PH tourism still slow compared to neighbors

PH tourism still slow compared to neighbors

PH tourism still slow compared to neighbors


The Philippines have chronic problems of lacking in infrastructure, deficient access for foreign tourist, and relatively high cost of getting in the Philippines. This puts the Philippine tourism in the backseat as other neighboring Asian countries continue to develop their tourism.

“There is no doubt that the Philippines can become a tourism destination. The Philippines has unbounded potential to develop tourism as a leading contributor to the economy. This sector is recognized as a driver of sustainable and inclusive growth as it opens up unlimited opportunities for new business ventures for both domestic and foreign investors. But comparative figures showed that there is much to be done in Philippine tourism industry,” said Guenter Taus, president of the European Chamber of Commerce in the Philippines (ECCP).

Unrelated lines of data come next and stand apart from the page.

//! Attachment entities as seen by the media view.

use std::path::{Path, PathBuf};

/// Stable identity of an attachment.
/// Used as the key for decoded media in the shared cache.
#[derive(Debug, Clone, PartialEq, Eq, Hash)]
pub struct CacheKey(String);

impl CacheKey {
    /// Creates a new `CacheKey` from any string-like input.
    #[must_use]
    pub fn new(id: impl Into<String>) -> Self {
        Self(id.into())
    }

    /// Creates a `CacheKey` for a local file by hashing its path.
    #[must_use]
    pub fn from_path(path: &Path) -> Self {
        use sha2::{Digest, Sha256};
        let mut hasher = Sha256::new();
        hasher.update(path.to_string_lossy().as_bytes());
        let result = hasher.finalize();
        Self(hex::encode(&result[..16]))
    }

    /// Returns the inner string.
    #[must_use]
    pub fn as_str(&self) -> &str {
        &self.0
    }
}

impl std::fmt::Display for CacheKey {
    fn fmt(&self, f: &mut std::fmt::Formatter<'_>) -> std::fmt::Result {
        write!(f, "{}", self.0)
    }
}

impl From<&str> for CacheKey {
    fn from(s: &str) -> Self {
        Self::new(s)
    }
}

impl From<String> for CacheKey {
    fn from(s: String) -> Self {
        Self::new(s)
    }
}

/// Attachment that is known but not yet available locally.
#[derive(Debug, Clone, PartialEq, Eq)]
pub struct AttachmentPointer {
    unique_id: Option<CacheKey>,
}

impl AttachmentPointer {
    /// Creates a pointer with a stable id.
    #[must_use]
    pub fn new(id: impl Into<CacheKey>) -> Self {
        Self {
            unique_id: Some(id.into()),
        }
    }

    /// Creates a pointer that never received an id.
    #[must_use]
    pub const fn without_id() -> Self {
        Self { unique_id: None }
    }

    /// Returns the stable id, if any.
    #[must_use]
    pub const fn unique_id(&self) -> Option<&CacheKey> {
        self.unique_id.as_ref()
    }
}

/// Attachment whose content is materialized on local storage.
#[allow(clippy::struct_excessive_bools)]
#[derive(Debug, Clone, Default, PartialEq, Eq)]
pub struct AttachmentStream {
    unique_id: Option<CacheKey>,
    is_image: bool,
    is_animated: bool,
    is_video: bool,
    is_valid_image: bool,
    is_valid_video: bool,
    is_uploaded: bool,
    original_file_path: Option<PathBuf>,
}

impl AttachmentStream {
    /// Creates a stream attachment with a stable id and no kind flags.
    #[must_use]
    pub fn new(id: impl Into<CacheKey>) -> Self {
        Self {
            unique_id: Some(id.into()),
            ..Self::default()
        }
    }

    /// Stream attachment lacking a stable id.
    #[must_use]
    pub fn without_id() -> Self {
        Self::default()
    }

    /// Marks the content as a still image.
    #[must_use]
    pub const fn as_image(mut self) -> Self {
        self.is_image = true;
        self
    }

    /// Marks the content as an animated image.
    #[must_use]
    pub const fn as_animated(mut self) -> Self {
        self.is_image = true;
        self.is_animated = true;
        self
    }

    /// Marks the content as a video.
    #[must_use]
    pub const fn as_video(mut self) -> Self {
        self.is_video = true;
        self
    }

    /// Sets whether the content decodes as an image and as a video.
    #[must_use]
    pub const fn with_validity(mut self, valid_image: bool, valid_video: bool) -> Self {
        self.is_valid_image = valid_image;
        self.is_valid_video = valid_video;
        self
    }

    /// Sets whether an outgoing attachment finished uploading.
    #[must_use]
    pub const fn with_uploaded(mut self, uploaded: bool) -> Self {
        self.is_uploaded = uploaded;
        self
    }

    /// Sets the location of the full file on local storage.
    #[must_use]
    pub fn with_original_file_path(mut self, path: impl Into<PathBuf>) -> Self {
        self.original_file_path = Some(path.into());
        self
    }

    /// Returns the stable id, if any.
    #[must_use]
    pub const fn unique_id(&self) -> Option<&CacheKey> {
        self.unique_id.as_ref()
    }

    /// Returns true for still or animated images.
    #[must_use]
    pub const fn is_image(&self) -> bool {
        self.is_image
    }

    /// Returns true for animated images.
    #[must_use]
    pub const fn is_animated(&self) -> bool {
        self.is_animated
    }

    /// Returns true for videos.
    #[must_use]
    pub const fn is_video(&self) -> bool {
        self.is_video
    }

    /// Returns true if the content decodes as an image.
    #[must_use]
    pub const fn is_valid_image(&self) -> bool {
        self.is_valid_image
    }

    /// Returns true if the content decodes as a video.
    #[must_use]
    pub const fn is_valid_video(&self) -> bool {
        self.is_valid_video
    }

    /// Returns true once an outgoing attachment finished uploading.
    #[must_use]
    pub const fn is_uploaded(&self) -> bool {
        self.is_uploaded
    }

    /// Returns the location of the full file, if known.
    #[must_use]
    pub fn original_file_path(&self) -> Option<&Path> {
        self.original_file_path.as_deref()
    }
}

/// A piece of message media, either pending or materialized.
#[derive(Debug, Clone, PartialEq, Eq)]
pub enum Attachment {
    /// Remote attachment that has not been downloaded.
    Pending(AttachmentPointer),
    /// Attachment record exists but its content cannot be shown.
    InvalidOrMissing,
    /// Locally available attachment.
    Stream(AttachmentStream),
}

impl Attachment {
    /// Returns the stable id, if the attachment carries one.
    #[must_use]
    pub const fn unique_id(&self) -> Option<&CacheKey> {
        match self {
            Self::Pending(pointer) => pointer.unique_id(),
            Self::Stream(stream) => stream.unique_id(),
            Self::InvalidOrMissing => None,
        }
    }

    /// Returns the stream payload for local attachments.
    #[must_use]
    pub const fn as_stream(&self) -> Option<&AttachmentStream> {
        match self {
            Self::Stream(stream) => Some(stream),
            _ => None,
        }
    }
}

impl From<AttachmentStream> for Attachment {
    fn from(stream: AttachmentStream) -> Self {
        Self::Stream(stream)
    }
}

impl From<AttachmentPointer> for Attachment {
    fn from(pointer: AttachmentPointer) -> Self {
        Self::Pending(pointer)
    }
}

Speaking at the European Union-Philippines Business Network forum yesterday, Taus pointed out that international tourist arrivals in Thailand reached nearly 25 million in 2014, while Singapore had some 15 million visitors. In contrast, the Philippines attracted only 5 million international tourists for the same period.

“There are concrete reasons why despite the substantial growth, the Philippines continues to lag behind regional peers in attracting (a bigger) share in the growing tourism pie. The lack of quality infrastructure, both hard and soft, is often cited as a major bottleneck to tourism development. The ease and cost of getting to the Philippines by foreign visitors, the presence of top international brands and the creation of tourism destinations that meet visitor expectations are also decisive factors in the success of Philippine tourism,” Taus explained.

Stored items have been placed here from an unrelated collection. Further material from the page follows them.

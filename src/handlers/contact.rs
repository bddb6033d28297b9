use actix_web::{web, HttpRequest, HttpResponse};
use serde::Deserialize;
use serde_json::json;

use crate::error::ApiError;
use crate::rate_limit::RateLimiter;
use crate::validate::FieldChecks;

#[derive(Debug, Deserialize)]
pub struct ContactForm {
    pub name: String,
    pub email: String,
    pub phone: Option<String>,
    pub message: String,
}

/// Rate limited per client IP before anything else runs. Submissions are not
/// persisted; development builds log them, production discards them.
pub async fn submit(
    req: HttpRequest,
    limiter: web::Data<RateLimiter>,
    form: web::Json<ContactForm>,
) -> Result<HttpResponse, ApiError> {
    let client_ip = req
        .connection_info()
        .realip_remote_addr()
        .unwrap_or("unknown")
        .to_string();
    if !limiter.check(&client_ip) {
        return Err(ApiError::RateLimited);
    }

    let mut checks = FieldChecks::new();
    checks
        .require("name", &form.name)
        .require("email", &form.email)
        .require("message", &form.message);
    if !form.email.trim().is_empty() {
        checks.email("email", &form.email);
    }
    checks.finish()?;

    if cfg!(debug_assertions) {
        log::info!(
            "contact submission from {} <{}>: {}",
            form.name,
            form.email,
            form.message
        );
    }

    Ok(HttpResponse::Ok().json(json!({
        "success": true,
        "message": "Thank you for your message. We will get back to you shortly."
    })))
}
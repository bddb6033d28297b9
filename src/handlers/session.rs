use actix_web::{web, HttpResponse};
use serde::Deserialize;
use serde_json::json;

use crate::auth;
use crate::db::repository;
use crate::error::ApiError;
use crate::settings::Settings;
use crate::validate::FieldChecks;

#[derive(Debug, Deserialize)]
pub struct LoginRequest {
    pub email: String,
    pub password: String,
}

/// Credentials in, 30-day bearer token out. There is no registration
/// endpoint; accounts are provisioned directly in the store.
pub async fn login(
    data: web::Data<crate::AppState>,
    settings: web::Data<Settings>,
    payload: web::Json<LoginRequest>,
) -> Result<HttpResponse, ApiError> {
    let mut checks = FieldChecks::new();
    checks
        .require("email", &payload.email)
        .require("password", &payload.password);
    checks.finish()?;

    let conn = &mut data.pool.get()?;
    let user = match repository::find_user_by_email(conn, payload.email.trim()) {
        Ok(user) => user,
        Err(diesel::result::Error::NotFound) => return Err(ApiError::Unauthorized),
        Err(other) => return Err(other.into()),
    };
    if !auth::verify_password(&payload.password, &user.password_hash) {
        return Err(ApiError::Unauthorized);
    }

    let token = auth::issue_token(&user, &settings.auth.jwt_secret, settings.auth.session_days)?;
    Ok(HttpResponse::Ok().json(json!({
        "token": token,
        "user": {
            "id": user.id,
            "email": user.email,
            "name": user.name,
            "role": user.role,
        }
    })))
}
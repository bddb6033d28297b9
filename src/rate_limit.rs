use std::collections::HashMap;
use std::sync::Mutex;
use std::time::{Duration, Instant};

/// Best-effort, process-local request limiter keyed by client IP. Counts
/// reset when the window elapses or the process restarts, and nothing is
/// shared across instances, so this is a soft deterrent rather than a quota.
pub struct RateLimiter {
    max_requests: u32,
    window: Duration,
    hits: Mutex<HashMap<String, WindowState>>,
}

#[derive(Debug, Clone, Copy)]
struct WindowState {
    count: u32,
    window_start: Instant,
}

impl RateLimiter {
    pub fn new(max_requests: u32, window: Duration) -> Self {
        Self {
            max_requests,
            window,
            hits: Mutex::new(HashMap::new()),
        }
    }

    /// Records a hit for `key` and reports whether it is still within quota.
    pub fn check(&self, key: &str) -> bool {
        let mut hits = self.hits.lock().unwrap_or_else(|e| e.into_inner());
        let now = Instant::now();
        let state = hits.entry(key.to_string()).or_insert(WindowState {
            count: 0,
            window_start: now,
        });
        if now.duration_since(state.window_start) >= self.window {
            state.count = 0;
            state.window_start = now;
        }
        state.count += 1;
        state.count <= self.max_requests
    }
}

#[cfg(test)]
mod tests {
    use super::*;

    #[test]
    fn allows_up_to_the_limit_then_rejects() {
        let limiter = RateLimiter::new(5, Duration::from_secs(3600));
        for _ in 0..5 {
            assert!(limiter.check("10.0.0.1"));
        }
        assert!(!limiter.check("10.0.0.1"));
    }

    #[test]
    fn keys_are_independent() {
        let limiter = RateLimiter::new(1, Duration::from_secs(3600));
        assert!(limiter.check("10.0.0.1"));
        assert!(!limiter.check("10.0.0.1"));
        assert!(limiter.check("10.0.0.2"));
    }

    #[test]
    fn window_elapse_resets_the_count() {
        let limiter = RateLimiter::new(1, Duration::from_millis(10));
        assert!(limiter.check("10.0.0.1"));
        assert!(!limiter.check("10.0.0.1"));
        std::thread::sleep(Duration::from_millis(15));
        assert!(limiter.check("10.0.0.1"));
    }
}
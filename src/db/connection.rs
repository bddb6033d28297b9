use diesel::pg::PgConnection;
use diesel::r2d2::{ConnectionManager, Pool, PooledConnection};
use std::time::Duration;

use crate::settings::DatabaseSettings;

pub type PgPool = Pool<ConnectionManager<PgConnection>>;
pub type PgPooledConnection = PooledConnection<ConnectionManager<PgConnection>>;

pub fn build_pool(settings: &DatabaseSettings) -> Result<PgPool, r2d2::Error> {
    let manager = ConnectionManager::<PgConnection>::new(&settings.url);
    Pool::builder()
        .max_size(settings.pool_size)
        .connection_timeout(Duration::from_secs(settings.timeout_seconds))
        .build(manager)
}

“If the country (were) to become a desirable tourism destination especially for high spending visitors, it needs to facilitate international investments in infrastructure and facilities that better match visitors’ expectations,” he added.

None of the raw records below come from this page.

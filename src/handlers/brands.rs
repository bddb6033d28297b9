use std::collections::HashMap;

use actix_web::{web, HttpResponse};
use serde::Serialize;

use crate::auth::AdminUser;
use crate::db::models::{Brand, NewBrand, UpdateBrand};
use crate::db::repository;
use crate::error::{self, ApiError};
use crate::validate::{normalize_optional, normalize_patch, FieldChecks};
use crate::AppState;

#[derive(Debug, Serialize)]
#[serde(rename_all = "camelCase")]
pub struct BrandWithCount {
    #[serde(flatten)]
    pub brand: Brand,
    pub product_count: i64,
}

/// Product counts come from matching the denormalized `brandName` string on
/// products, not a foreign key; brands with no matching products report 0.
pub async fn list(data: web::Data<AppState>) -> Result<HttpResponse, ApiError> {
    let conn = &mut data.pool.get()?;
    let brands = repository::get_all_brands(conn)?;
    let counts: HashMap<String, i64> = repository::product_counts_by_brand_name(conn)?
        .into_iter()
        .filter_map(|(name, count)| name.map(|n| (n, count)))
        .collect();
    let annotated: Vec<BrandWithCount> = brands
        .into_iter()
        .map(|brand| BrandWithCount {
            product_count: counts.get(&brand.name).copied().unwrap_or(0),
            brand,
        })
        .collect();
    Ok(HttpResponse::Ok().json(annotated))
}

pub async fn admin_list(
    _admin: AdminUser,
    data: web::Data<AppState>,
) -> Result<HttpResponse, ApiError> {
    list(data).await
}

pub async fn admin_get(
    _admin: AdminUser,
    data: web::Data<AppState>,
    id: web::Path<i32>,
) -> Result<HttpResponse, ApiError> {
    let conn = &mut data.pool.get()?;
    let brand =
        repository::get_brand(conn, id.into_inner()).map_err(|e| error::not_found("Brand", e))?;
    Ok(HttpResponse::Ok().json(brand))
}

pub async fn create(
    _admin: AdminUser,
    data: web::Data<AppState>,
    payload: web::Json<NewBrand>,
) -> Result<HttpResponse, ApiError> {
    let mut new_brand = payload.into_inner();
    new_brand.logo = normalize_optional(new_brand.logo);
    new_brand.description = normalize_optional(new_brand.description);
    new_brand.website = normalize_optional(new_brand.website);

    let mut checks = FieldChecks::new();
    checks
        .require("name", &new_brand.name)
        .url_or_path("logo", new_brand.logo.as_deref())
        .url_or_path("website", new_brand.website.as_deref());
    checks.finish()?;

    let conn = &mut data.pool.get()?;
    let brand = repository::create_brand(conn, new_brand)?;
    Ok(HttpResponse::Created().json(brand))
}

pub async fn update(
    _admin: AdminUser,
    data: web::Data<AppState>,
    id: web::Path<i32>,
    payload: web::Json<UpdateBrand>,
) -> Result<HttpResponse, ApiError> {
    let mut patch = payload.into_inner();
    patch.logo = normalize_patch(patch.logo);
    patch.description = normalize_patch(patch.description);
    patch.website = normalize_patch(patch.website);

    let mut checks = FieldChecks::new();
    if let Some(name) = &patch.name {
        checks.require("name", name);
    }
    if let Some(Some(logo)) = &patch.logo {
        checks.url_or_path("logo", Some(logo));
    }
    if let Some(Some(website)) = &patch.website {
        checks.url_or_path("website", Some(website));
    }
    checks.finish()?;

    // Renaming a brand does not touch the brand name/logo snapshots stored
    // on existing products.
    let conn = &mut data.pool.get()?;
    let brand = repository::update_brand(conn, id.into_inner(), patch)
        .map_err(|e| error::not_found("Brand", e))?;
    Ok(HttpResponse::Ok().json(brand))
}

pub async fn delete(
    _admin: AdminUser,
    data: web::Data<AppState>,
    id: web::Path<i32>,
) -> Result<HttpResponse, ApiError> {
    let conn = &mut data.pool.get()?;
    let deleted = repository::delete_brand(conn, id.into_inner())?;
    if deleted == 0 {
        return Err(ApiError::NotFound("Brand not found".to_string()));
    }
    Ok(HttpResponse::NoContent().finish())
}
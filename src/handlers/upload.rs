use std::path::Path;

use actix_multipart::Multipart;
use actix_web::{web, HttpResponse};
use chrono::Utc;
use futures::StreamExt;
use serde_json::json;

use crate::auth::AdminUser;
use crate::error::ApiError;
use crate::settings::Settings;

pub const MAX_UPLOAD_BYTES: usize = 5 * 1024 * 1024;
/// Text fields like `type` never legitimately exceed a few bytes.
pub const MAX_TEXT_FIELD_BYTES: usize = 1024;

const ALLOWED_CONTENT_TYPES: [&str; 4] = ["image/jpeg", "image/png", "image/webp", "image/gif"];
const UPLOAD_KINDS: [&str; 3] = ["product", "brand", "news"];

/// Anything outside a conservative character set becomes an underscore so
/// the original filename can never escape the upload directory.
pub fn sanitize_filename(name: &str) -> String {
    let cleaned: String = name
        .chars()
        .map(|c| {
            if c.is_ascii_alphanumeric() || matches!(c, '.' | '-' | '_') {
                c
            } else {
                '_'
            }
        })
        .collect();
    if cleaned.trim_matches(|c| c == '.' || c == '_').is_empty() {
        "file".to_string()
    } else {
        cleaned
    }
}

pub fn is_allowed_content_type(content_type: &str) -> bool {
    ALLOWED_CONTENT_TYPES.contains(&content_type)
}

pub fn is_upload_kind(kind: &str) -> bool {
    UPLOAD_KINDS.contains(&kind)
}

/// Accepts multipart `file` + `type`, writes the image under
/// `<uploads>/<type>/<millis>_<name>` and returns the public URL. Uploaded
/// files are never cleaned up when the referencing entity is deleted.
pub async fn upload(
    _admin: AdminUser,
    settings: web::Data<Settings>,
    mut payload: Multipart,
) -> Result<HttpResponse, ApiError> {
    let mut kind: Option<String> = None;
    let mut file: Option<(String, String, Vec<u8>)> = None;

    while let Some(item) = payload.next().await {
        let mut field =
            item.map_err(|_| ApiError::BadRequest("Invalid multipart payload".to_string()))?;
        let (field_name, filename) = {
            let disposition = field.content_disposition();
            (
                disposition.get_name().unwrap_or("").to_string(),
                disposition
                    .get_filename()
                    .map(|f| f.to_string())
                    .unwrap_or_else(|| "file".to_string()),
            )
        };
        let content_type = field
            .content_type()
            .map(|mime| mime.essence_str().to_string())
            .unwrap_or_default();

        let cap = if field_name == "file" {
            MAX_UPLOAD_BYTES
        } else {
            MAX_TEXT_FIELD_BYTES
        };
        let mut bytes: Vec<u8> = Vec::new();
        while let Some(chunk) = field.next().await {
            let chunk =
                chunk.map_err(|_| ApiError::BadRequest("Failed to read upload".to_string()))?;
            if bytes.len() + chunk.len() > cap {
                return Err(if field_name == "file" {
                    ApiError::BadRequest("File exceeds the 5 MB upload limit".to_string())
                } else {
                    ApiError::BadRequest(format!("Multipart field {field_name} is too large"))
                });
            }
            bytes.extend_from_slice(&chunk);
        }

        match field_name.as_str() {
            "file" => file = Some((filename, content_type, bytes)),
            "type" => kind = Some(String::from_utf8_lossy(&bytes).trim().to_string()),
            _ => {}
        }
    }

    let kind = kind.ok_or_else(|| ApiError::BadRequest("Missing upload type".to_string()))?;
    if !is_upload_kind(&kind) {
        return Err(ApiError::BadRequest(
            "Upload type must be one of product, brand, news".to_string(),
        ));
    }
    let (filename, content_type, bytes) =
        file.ok_or_else(|| ApiError::BadRequest("No file provided".to_string()))?;
    if !is_allowed_content_type(&content_type) {
        return Err(ApiError::BadRequest(
            "Only jpeg, png, webp and gif images are allowed".to_string(),
        ));
    }

    let stored_name = format!(
        "{}_{}",
        Utc::now().timestamp_millis(),
        sanitize_filename(&filename)
    );
    let dir = Path::new(&settings.uploads.dir).join(&kind);
    std::fs::create_dir_all(&dir)
        .map_err(|e| ApiError::Internal(format!("failed to create upload directory: {e}")))?;
    std::fs::write(dir.join(&stored_name), &bytes)
        .map_err(|e| ApiError::Internal(format!("failed to write upload: {e}")))?;

    Ok(HttpResponse::Ok().json(json!({
        "success": true,
        "url": format!("/uploads/{kind}/{stored_name}"),
        "filename": stored_name,
    })))
}

#[cfg(test)]
mod tests {
    use super::*;

    #[test]
    fn sanitize_strips_path_separators() {
        assert_eq!(
            sanitize_filename("../../etc/passwd"),
            ".._.._etc_passwd"
        );
        assert_eq!(sanitize_filename("pump spec (v2).png"), "pump_spec__v2_.png");
        assert_eq!(sanitize_filename("data-sheet_01.webp"), "data-sheet_01.webp");
    }

    #[test]
    fn sanitize_never_returns_an_empty_name() {
        assert_eq!(sanitize_filename(""), "file");
        assert_eq!(sanitize_filename("日本語"), "file");
    }

    #[test]
    fn content_type_allow_list() {
        assert!(is_allowed_content_type("image/png"));
        assert!(is_allowed_content_type("image/webp"));
        assert!(!is_allowed_content_type("text/plain"));
        assert!(!is_allowed_content_type("image/svg+xml"));
    }

    #[test]
    fn upload_kind_allow_list() {
        assert!(is_upload_kind("product"));
        assert!(is_upload_kind("brand"));
        assert!(is_upload_kind("news"));
        assert!(!is_upload_kind("avatar"));
    }
}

Taus also stressed the need for the Department of Tourism to determine specific sectors in the tourism industry that shows signs for the biggest potential for future development. This could happen in sectors like ecotourism, medical, cruise or high-end tourism. Outlining a  direction for the Philippine tourism strategy will create a clearer canvas for future investors as to what and in where to make best investment, he added.